2) The Principal, 1987. James Belushi, Louis Gosset Jr.

It's Eighties claptrap, for the most part, but one reason I always liked it is that Belushi doesn't try to be an action star per se. Yeah, he carries a baseball bat like it was Mel Gibson's sword in Braveheart, and he even rides a motorcycle through the halls of the school to prevent a rape, but it always seemed subtle to me for some reason. (Maybe because he forgot to suck in his gut in a few places.) Belushi tries, instead, to be an incompetent yet dedicated administrator, newly-appointed, whose primary motivation and most endearing trait is that he actually gives a damn. And it works, at least, enough so that, when being stalked by gangbangers towards the end, you're actually hoping the guy will get away.

1) Teachers, 1984. Nick Nolte, Jud Hirsch.

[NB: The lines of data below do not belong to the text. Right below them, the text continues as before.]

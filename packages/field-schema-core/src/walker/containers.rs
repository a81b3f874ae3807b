//! Arrays and blocks: ordered child tables.

use std::collections::BTreeMap;

use tracing::debug;

use super::{key_index, localized_flags, AggregateFlags, RootRef, WalkContext, WalkOptions};
use crate::error::SchemaError;
use crate::fields::{ArrayField, Block, BlocksField};
use crate::relation::Relation;
use crate::session::Session;
use crate::table::{
    build_table, locale_column, Column, ColumnType, ForeignKeySpec, IdType, IndexSpec, OnDelete,
    TableDraft, TableKind, TableRequest, LOCALE_COLUMN, PARENT_COLUMN,
};

/// Position of a row within its parent's list.
const ORDER_COLUMN: &str = "_order";
/// Field path a block row belongs to, for blocks shared across fields.
const PATH_COLUMN: &str = "_path";
/// Optional editor label of a block row.
const BLOCK_NAME_COLUMN: &str = "block_name";

/// Columns every ordered child row carries, keyed to `parent_table`.
fn ordered_base(
    session: &Session,
    table: &str,
    parent_table: &str,
    parent_id_type: IdType,
    localized: bool,
) -> (Vec<Column>, Vec<IndexSpec>, Vec<ForeignKeySpec>) {
    let naming = &session.naming;
    let mut columns = vec![
        Column::new(ORDER_COLUMN, ColumnType::Integer, "#_order").not_null(),
        Column::new(PARENT_COLUMN, parent_id_type.reference_type(), "#_parent_id").not_null(),
    ];
    let mut indexes = vec![
        key_index(session, table, ORDER_COLUMN),
        key_index(session, table, PARENT_COLUMN),
    ];
    if localized {
        columns.push(locale_column(session, LOCALE_COLUMN));
        indexes.push(key_index(session, table, LOCALE_COLUMN));
    }
    let foreign_keys = vec![ForeignKeySpec::to_id(
        naming,
        table,
        PARENT_COLUMN,
        parent_table,
        OnDelete::Cascade,
    )];
    (columns, indexes, foreign_keys)
}

/// Array field: child table `<table>_<prefix>_<name>` with one row per item.
pub(super) fn array(
    session: &mut Session,
    ctx: &WalkContext,
    draft: &mut TableDraft,
    array: &ArrayField,
) -> Result<AggregateFlags, SchemaError> {
    let attrs = &array.attrs;
    let name = match &array.db_name {
        Some(db_name) => session.naming.derive(&[db_name]),
        None => session
            .naming
            .child_table(&ctx.table, &ctx.column_prefix, &attrs.name),
    };
    let localized = ctx.is_localized(attrs.localized);

    let (mut base_columns, base_indexes, base_foreign_keys) =
        ordered_base(session, &name, &ctx.table, ctx.id_type, localized);
    base_columns.push(IdType::Varchar.id_column());

    let built = build_table(
        session,
        TableRequest {
            name,
            source: ctx.child_source(&attrs.name),
            kind: TableKind::Array,
            parent: Some(ctx.table.clone()),
            id_type: IdType::Varchar,
            base_columns,
            base_indexes,
            base_foreign_keys,
            base_relations: Vec::new(),
            fields: &array.fields,
            walk: ctx.child_options(localized, attrs.conditional),
            timestamps: false,
        },
    )?;
    draft.add_relation(Relation::many(
        ctx.field_path(&attrs.name),
        localized,
        &ctx.table,
        &built.name,
        PARENT_COLUMN,
    ));

    let mut flags = localized_flags(ctx, attrs);
    flags.merge(built.flags);
    Ok(flags)
}

/// Blocks field: one shared table per block slug under the root table.
///
/// The first declaration of a slug builds the table. Later declarations
/// reuse it once their declared shape matches the first one; the position
/// of a use (display conditions, enclosing localization) does not count.
pub(super) fn blocks(
    session: &mut Session,
    ctx: &WalkContext,
    draft: &mut TableDraft,
    blocks: &BlocksField,
) -> Result<AggregateFlags, SchemaError> {
    let attrs = &blocks.attrs;
    let localized = ctx.is_localized(attrs.localized);
    let root = ctx.root.clone();
    let mut flags = localized_flags(ctx, attrs);

    for block in &blocks.blocks {
        let walk = ctx.child_options(localized, attrs.conditional);
        let request = block_request(session, &root, block, localized, walk);
        let table = request.name.clone();
        if let Some(first) = session.block_shapes.get(&table) {
            if first != block && session.is_built(&table) {
                verify_block(session, &root, first, block)?;
            }
        } else {
            session.block_shapes.insert(table.clone(), block.clone());
        }
        let built = build_table(session, request)?;
        if built.reused {
            debug!("Block '{}' shares table '{}'", block.slug, table);
        }
        flags.merge(built.flags);

        draft.root_links.insert(format!("block:{}", table));
        session.relations.record(
            &root.table,
            Relation::many(
                format!("_blocks_{}", block.slug),
                localized,
                &root.table,
                &table,
                PARENT_COLUMN,
            ),
        )?;
    }
    Ok(flags)
}

fn block_request<'a>(
    session: &Session,
    root: &RootRef,
    block: &'a Block,
    localized: bool,
    walk: WalkOptions,
) -> TableRequest<'a> {
    let name = match &block.db_name {
        Some(db_name) => session.naming.derive(&[db_name]),
        None => session.naming.block_table(&root.table, &block.slug),
    };

    let (mut base_columns, mut base_indexes, base_foreign_keys) =
        ordered_base(session, &name, &root.table, root.id_type, localized);
    base_columns.push(Column::new(PATH_COLUMN, ColumnType::Text, "#_path").not_null());
    base_indexes.push(key_index(session, &name, PATH_COLUMN));
    base_columns.push(IdType::Varchar.id_column());
    base_columns.push(Column::new(
        BLOCK_NAME_COLUMN,
        ColumnType::Varchar,
        "#block_name",
    ));

    TableRequest {
        source: format!("{}#blocks.{}", root.source, block.slug),
        name,
        kind: TableKind::Block,
        parent: Some(root.table.clone()),
        id_type: IdType::Varchar,
        base_columns,
        base_indexes,
        base_foreign_keys,
        base_relations: Vec::new(),
        fields: &block.fields,
        walk,
        timestamps: false,
    }
}

/// Fingerprints of every table a block declaration produces when built
/// directly under the root, outside any condition or localized container.
fn declared_shape(
    session: &Session,
    root: &RootRef,
    block: &Block,
) -> Result<BTreeMap<String, String>, SchemaError> {
    let mut probe = session.probe();
    let request = block_request(&probe, root, block, false, WalkOptions::root(root.clone()));
    build_table(&mut probe, request)?;
    Ok(probe
        .tables
        .into_iter()
        .map(|(name, table)| (name, table.fingerprint))
        .collect())
}

/// Compares a later declaration of a block with the first one.
fn verify_block(
    session: &Session,
    root: &RootRef,
    first: &Block,
    block: &Block,
) -> Result<(), SchemaError> {
    let existing = declared_shape(session, root, first)?;
    let candidate = declared_shape(session, root, block)?;
    let mismatch = |table: &str, differs_at: String| SchemaError::BlockShapeMismatch {
        slug: block.slug.clone(),
        table: table.to_string(),
        differs_at,
    };

    for (name, fingerprint) in &candidate {
        match existing.get(name) {
            None => {
                let reason = "table missing from first declaration".to_string();
                return Err(mismatch(name.as_str(), reason));
            }
            Some(expected) if expected != fingerprint => {
                return Err(mismatch(name.as_str(), first_difference(expected, fingerprint)));
            }
            Some(_) => {}
        }
    }
    if let Some(name) = existing.keys().find(|name| !candidate.contains_key(*name)) {
        let reason = "table missing from later declaration".to_string();
        return Err(mismatch(name.as_str(), reason));
    }
    Ok(())
}

/// First fingerprint line present in one shape but not the other.
fn first_difference(existing: &str, candidate: &str) -> String {
    let existing_lines: Vec<&str> = existing.lines().collect();
    let candidate_lines: Vec<&str> = candidate.lines().collect();
    if let Some(line) = candidate_lines.iter().find(|l| !existing_lines.contains(l)) {
        return format!("+ {}", line);
    }
    if let Some(line) = existing_lines.iter().find(|l| !candidate_lines.contains(l)) {
        return format!("- {}", line);
    }
    String::new()
}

Great dark comedy--the biggest problem Kennedy High has in this movie is the teachers themselves. Those who aren't apathetic and tardy are dead (literally), mental patients (literally) or paranoid (figuratively). The main plot is supposed to be about a lawsuit that's shaking the staff up, but some of the politics are a bit unbelievable. The humor, however, certainly is. Opening shot: Nick Nolte's hand searching for the phone, knocking over beer bottles and cigarette butts, answers, only to be asked in a perfect edge of sarcasm, if he's going to come in this Monday morning, "or is this going to be one of your famous three-day weekends." "Yeah," Nolte growls, "I'll be there." "Oh, that's so wonderful," the secretary responds. "It's such a pleasure to have ambitious and hardworking role models here for our students to--"

I trotted this movie into the office one Finals week, and Rich watched that scene with me. "Funny," he told me bemusedly. "That reminds me of you."